Well, there is something she can do, and Capone, the granddaughter of Al's older brother, Ralph, is telling her family's story in the new book "Uncle Al Capone."

It's a family story, including her memories of her great uncle (he died when she was 7). "I had my grandfather until I was 45, and I had Al's younger sister until I was 54, and I was very very close to them."

Her goal is to tell the story of a different Al Capone. "He would get down on the floor like a big teddy bear," she recalls. "He loved children."

It even includes recipes for some of her great uncle's Italian favorites.

She's not trying to say that Capone was just misunderstood. But she's still defensive about his line of work, saying there were few opportunities for Italian immigrants when he arrived in the U.S.

"There was no opportunity to be a doctor or a lawyer or a businessman," she says. "He could make money for his family.
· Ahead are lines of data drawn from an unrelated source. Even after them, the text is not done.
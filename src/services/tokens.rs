//! Credential lifecycle manager.
//!
//! Owns the state and transition rules for access tokens: issuance,
//! expiry detection, renewal, revocation, and expiry notification
//! bookkeeping. All writes go through the store's conditional updates so
//! a sweep, a revoke and a renewal can race without lost updates.

use std::collections::VecDeque;
use std::sync::Arc;

use chrono::{DateTime, Duration, Utc};
use futures_util::Stream;
use tracing::warn;
use uuid::Uuid;

use crate::clock::Clock;
use crate::error::{AppError, AppResult};
use crate::models::{AccessToken, TokenStatus};
use crate::notify::Notifier;
use crate::store::{CredentialStore, TokenPatch};

/// Token secret prefix.
const TOKEN_PREFIX: &str = "acme_at_";
/// Random bytes in a token secret (hex-encoded to 64 chars).
const TOKEN_SECRET_BYTES: usize = 32;
/// Page size for sweep notification batches and expiring-soon queries.
const PAGE_SIZE: u64 = 100;

/// Generate a fresh opaque token secret.
pub fn generate_secret() -> String {
    let bytes: [u8; TOKEN_SECRET_BYTES] = rand::random();
    format!("{}{}", TOKEN_PREFIX, hex::encode(bytes))
}

/// Counters from one expiry sweep, for logging.
#[derive(Debug, Default, Clone, Copy, PartialEq, Eq)]
pub struct SweepOutcome {
    /// Active tokens moved to expired
    pub expired: u64,
    /// Expiry notifications dispatched and flagged
    pub notified: u64,
    /// Rows skipped because a conditional write lost its race; the next
    /// sweep picks them up
    pub skipped: u64,
    /// Active OTP codes deactivated by the sweep
    pub otp_deactivated: u64,
}

/// The lifecycle manager. Cheap to clone via the shared collaborators.
#[derive(Clone)]
pub struct LifecycleManager {
    store: Arc<dyn CredentialStore>,
    clock: Arc<dyn Clock>,
    notifier: Arc<dyn Notifier>,
}

impl LifecycleManager {
    pub fn new(
        store: Arc<dyn CredentialStore>,
        clock: Arc<dyn Clock>,
        notifier: Arc<dyn Notifier>,
    ) -> Self {
        Self {
            store,
            clock,
            notifier,
        }
    }

    /// Current instant from the injected clock.
    pub fn now(&self) -> DateTime<Utc> {
        self.clock.now()
    }

    /// Issue a new token scoped to a service, optionally owned by a user.
    ///
    /// A token with no owning user is a service-level token; it follows
    /// the same expiry rules but is exempt from per-user reporting.
    pub async fn issue(
        &self,
        user_id: Option<Uuid>,
        service_id: Uuid,
        name: &str,
        ttl: Duration,
    ) -> AppResult<AccessToken> {
        if ttl <= Duration::zero() {
            return Err(AppError::InvalidInput("ttl must be positive".to_string()));
        }

        if self.store.get_service(service_id).await?.is_none() {
            return Err(AppError::InvalidService(service_id.to_string()));
        }

        if let Some(user_id) = user_id
            && self.store.get_user(user_id).await?.is_none()
        {
            return Err(AppError::InvalidUser(user_id.to_string()));
        }

        let now = self.clock.now();
        let token = AccessToken {
            id: Uuid::new_v4(),
            token: generate_secret(),
            name: name.to_string(),
            user_id,
            service_id,
            status: TokenStatus::Active,
            notified: false,
            version: 1,
            created_at: now,
            expires_at: now + ttl,
            renewed_at: None,
        };

        self.store.insert_token(&token).await?;
        Ok(token)
    }

    /// Revoke a token. Idempotent: revoking an already-revoked token is a
    /// no-op, never an error.
    pub async fn revoke(&self, token_id: Uuid) -> AppResult<AccessToken> {
        let token = self.get(token_id).await?;
        if token.status == TokenStatus::Revoked {
            return Ok(token);
        }

        let now = self.clock.now();
        let patch = TokenPatch {
            status: Some(TokenStatus::Revoked),
            ..Default::default()
        };

        // Status-conditional only: a renewal landing in between still
        // leaves the token revocable, and the write goes through.
        self.store
            .update_token_if(
                token_id,
                &[TokenStatus::Active, TokenStatus::Expired],
                None,
                patch,
                now,
            )
            .await?;

        // The write can only lose to a concurrent revoke, which is the
        // same outcome.
        self.get(token_id).await
    }

    /// Renew a token from `active` or `expired`, producing a fresh secret
    /// and expiry horizon. Renewal from `revoked` is rejected.
    pub async fn renew(&self, token_id: Uuid, ttl: Duration) -> AppResult<AccessToken> {
        if ttl <= Duration::zero() {
            return Err(AppError::InvalidInput("ttl must be positive".to_string()));
        }

        let token = self.get(token_id).await?;
        if token.status == TokenStatus::Revoked {
            return Err(AppError::InvalidTransition(format!(
                "cannot renew revoked token {}",
                token_id
            )));
        }

        let now = self.clock.now();
        let patch = TokenPatch {
            status: Some(TokenStatus::Active),
            token: Some(generate_secret()),
            expires_at: Some(now + ttl),
            renewed_at: Some(now),
            notified: Some(false),
        };

        let written = self
            .store
            .update_token_if(
                token_id,
                &[TokenStatus::Active, TokenStatus::Expired],
                Some(token.version),
                patch,
                now,
            )
            .await?;

        if !written {
            // Re-read to tell a revoke apart from a competing renewal.
            let current = self.get(token_id).await?;
            if current.status == TokenStatus::Revoked {
                return Err(AppError::InvalidTransition(format!(
                    "cannot renew revoked token {}",
                    token_id
                )));
            }
            return Err(AppError::ConcurrentModification(format!(
                "token {}",
                token_id
            )));
        }

        self.get(token_id).await
    }

    /// Reconcile stored status against `now`.
    ///
    /// Phase 1 moves every active token past its expiry horizon (expiry
    /// exactly at `now` counts) to `expired`. Phase 2 dispatches one
    /// notification per unnotified expired token and sets the flag.
    /// Phase 3 deactivates expired OTP codes. Safe to re-run with the
    /// same `now`: the second call matches no rows.
    pub async fn sweep_expirations(&self, now: DateTime<Utc>) -> AppResult<SweepOutcome> {
        let mut outcome = SweepOutcome {
            expired: self.store.expire_due_tokens(now).await?,
            ..Default::default()
        };

        loop {
            let batch = self.store.find_expired_unnotified(PAGE_SIZE).await?;
            if batch.is_empty() {
                break;
            }
            let batch_len = batch.len() as u64;

            for token in batch {
                // Notification is fire-and-forget: a delivery failure is
                // logged and the flag is still set, so a token is alerted
                // at most once.
                if let Err(e) = self.notifier.notify_expired(&token).await {
                    warn!(token_id = %token.id, "expiry notification failed: {}", e);
                }

                if self.store.mark_notified(token.id, now).await? {
                    outcome.notified += 1;
                } else {
                    // Lost a race with a renew or revoke; no longer our row.
                    outcome.skipped += 1;
                }
            }

            if batch_len < PAGE_SIZE {
                break;
            }
        }

        outcome.otp_deactivated = self.store.expire_due_otps(now).await?;
        Ok(outcome)
    }

    /// Lazy, finite stream of active tokens expiring within
    /// `[now, now + window]`, ordered by expiry. Calling again re-evaluates
    /// against the clock.
    pub fn list_expiring_soon(
        &self,
        window: Duration,
    ) -> impl Stream<Item = AppResult<AccessToken>> + Send + use<> {
        let now = self.clock.now();
        let until = now + window;
        let store = Arc::clone(&self.store);

        futures_util::stream::try_unfold(
            (store, 0u64, VecDeque::new(), false),
            move |(store, offset, mut buffered, exhausted)| async move {
                if let Some(next) = buffered.pop_front() {
                    return Ok(Some((next, (store, offset, buffered, exhausted))));
                }
                if exhausted {
                    return Ok(None);
                }

                let page = store.list_expiring_page(now, until, offset, PAGE_SIZE).await?;
                let exhausted = (page.len() as u64) < PAGE_SIZE;
                let offset = offset + page.len() as u64;
                let mut buffered: VecDeque<AccessToken> = page.into();

                match buffered.pop_front() {
                    Some(next) => Ok(Some((next, (store, offset, buffered, exhausted)))),
                    None => Ok(None),
                }
            },
        )
    }

    /// Fetch a token by id.
    pub async fn get(&self, token_id: Uuid) -> AppResult<AccessToken> {
        self.store
            .get_token(token_id)
            .await?
            .ok_or_else(|| AppError::NotFound(format!("Token {}", token_id)))
    }
}
#[async_trait]
impl CredentialStore for RacingStore {
    async fn insert_user(&self, user: &User) -> AppResult<()> {
        self.inner.insert_user(user).await
    }
    async fn get_user(&self, id: Uuid) -> AppResult<Option<User>> {
        self.inner.get_user(id).await
    }
    async fn update_user_if_version(
        &self,
        id: Uuid,
        expected_version: i32,
        patch: UserPatch,
        now: DateTime<Utc>,
    ) -> AppResult<bool> {
        self.inner
            .update_user_if_version(id, expected_version, patch, now)
            .await
    }
    async fn soft_delete_user(&self, id: Uuid, now: DateTime<Utc>) -> AppResult<bool> {
        self.inner.soft_delete_user(id, now).await
    }
    async fn insert_service(&self, service: &Service) -> AppResult<()> {
        self.inner.insert_service(service).await
    }
    async fn get_service(&self, id: Uuid) -> AppResult<Option<Service>> {
        self.inner.get_service(id).await
    }
    async fn list_services(&self) -> AppResult<Vec<Service>> {
        self.inner.list_services().await
    }
    async fn insert_token(&self, token: &AccessToken) -> AppResult<()> {
        self.inner.insert_token(token).await
    }

    async fn get_token(&self, id: Uuid) -> AppResult<Option<AccessToken>> {
        let token = self.inner.get_token(id).await?;

        // After the caller reads, apply one competing renewal so the
        // caller's version check goes stale.
        if let Some(ref t) = token
            && !self.raced.swap(true, Ordering::SeqCst)
        {
            let patch = TokenPatch {
                status: Some(TokenStatus::Active),
                expires_at: Some(t.expires_at + Duration::days(99)),
                ..Default::default()
            };
            self.inner
                .update_token_if(
                    id,
                    &[TokenStatus::Active, TokenStatus::Expired],
                    Some(t.version),
                    patch,
                    t.expires_at,
                )
                .await?;
        }

        Ok(token)
    }

    async fn update_token_if(
        &self,
        id: Uuid,
        expected_status: &[TokenStatus],
        expected_version: Option<i32>,
        patch: TokenPatch,
        now: DateTime<Utc>,
    ) -> AppResult<bool> {
        self.inner
            .update_token_if(id, expected_status, expected_version, patch, now)
            .await
    }
    async fn expire_due_tokens(&self, now: DateTime<Utc>) -> AppResult<u64> {
        self.inner.expire_due_tokens(now).await
    }
    async fn find_expired_unnotified(&self, limit: u64) -> AppResult<Vec<AccessToken>> {
        self.inner.find_expired_unnotified(limit).await
    }
    async fn mark_notified(&self, id: Uuid, now: DateTime<Utc>) -> AppResult<bool> {
        self.inner.mark_notified(id, now).await
    }
    async fn list_expiring_page(
        &self,
        from: DateTime<Utc>,
        until: DateTime<Utc>,
        offset: u64,
        limit: u64,
    ) -> AppResult<Vec<AccessToken>> {
        self.inner.list_expiring_page(from, until, offset, limit).await
    }
    async fn insert_otp(&self, otp: &OtpCode) -> AppResult<()> {
        self.inner.insert_otp(otp).await
    }
    async fn active_otps_for_user(&self, user_id: Uuid) -> AppResult<Vec<OtpCode>> {
        self.inner.active_otps_for_user(user_id).await
    }
    async fn deactivate_otps_for_user(
        &self,
        user_id: Uuid,
        now: DateTime<Utc>,
    ) -> AppResult<u64> {
        self.inner.deactivate_otps_for_user(user_id, now).await
    }
    async fn consume_otp(&self, id: Uuid, now: DateTime<Utc>) -> AppResult<bool> {
        self.inner.consume_otp(id, now).await
    }
    async fn expire_due_otps(&self, now: DateTime<Utc>) -> AppResult<u64> {
        self.inner.expire_due_otps(now).await
    }
}

#[tokio::test]
async fn test_competing_renewals_exactly_one_wins() {
    let inner = Arc::new(MemoryStore::new());
    let clock = Arc::new(ManualClock::new(Utc::now()));
    let notifier = Arc::new(RecordingNotifier::new());

    // Set up fixtures against the plain store first
    let accounts = AccountService::new(inner.clone(), clock.clone());
    let service = accounts.create_service("Stripe", "Payments").await.unwrap();
    let plain = LifecycleManager::new(inner.clone(), clock.clone(), notifier.clone());
    let token = plain
        .issue(None, service.id, "Contested", Duration::days(1))
        .await
        .unwrap();

    // The racing manager sees one competing renewal land after its read
    let racing = Arc::new(RacingStore {
        inner: inner.clone(),
        raced: AtomicBool::new(false),
    });
    let manager = LifecycleManager::new(racing, clock.clone(), notifier);

    let result = manager.renew(token.id, Duration::days(2)).await;
    assert!(matches!(result, Err(AppError::ConcurrentModification(_))));

    // The competing renewal's write is intact
    let current = plain.get(token.id).await.unwrap();
    assert_eq!(current.expires_at, token.expires_at + Duration::days(99));
}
"At one point, he ran over 350 speakeasies in the city of Chicago and he didn't have a fax machine and a cellphone... The only thing they could get him on is tax evasion, everything else is alleged."

The self-published book came out about a week ago, and is available from on-line bookshops, like Amazon. "I went round and round and round with publishers," she said, comparing that industry to the recording industry of a few years ago, out of touch with technological change.

That's why she went the self-publishing route, she tells me, although she's open to signing a publishing deal now that the book is out.

The 70-year-old Deirdre, by the way, is publishing the book under the name she was born with. "That is the name on my baptismal certificate," she says. But she's not revealing her married name, trying to hold on to a little anonymity for a while.

"It's going to be very hard for me to keep it private," she says. "It's going to come out."

But it's worth it, she says, since she had to tell this story.

"If I don't, who's going to?" she asks.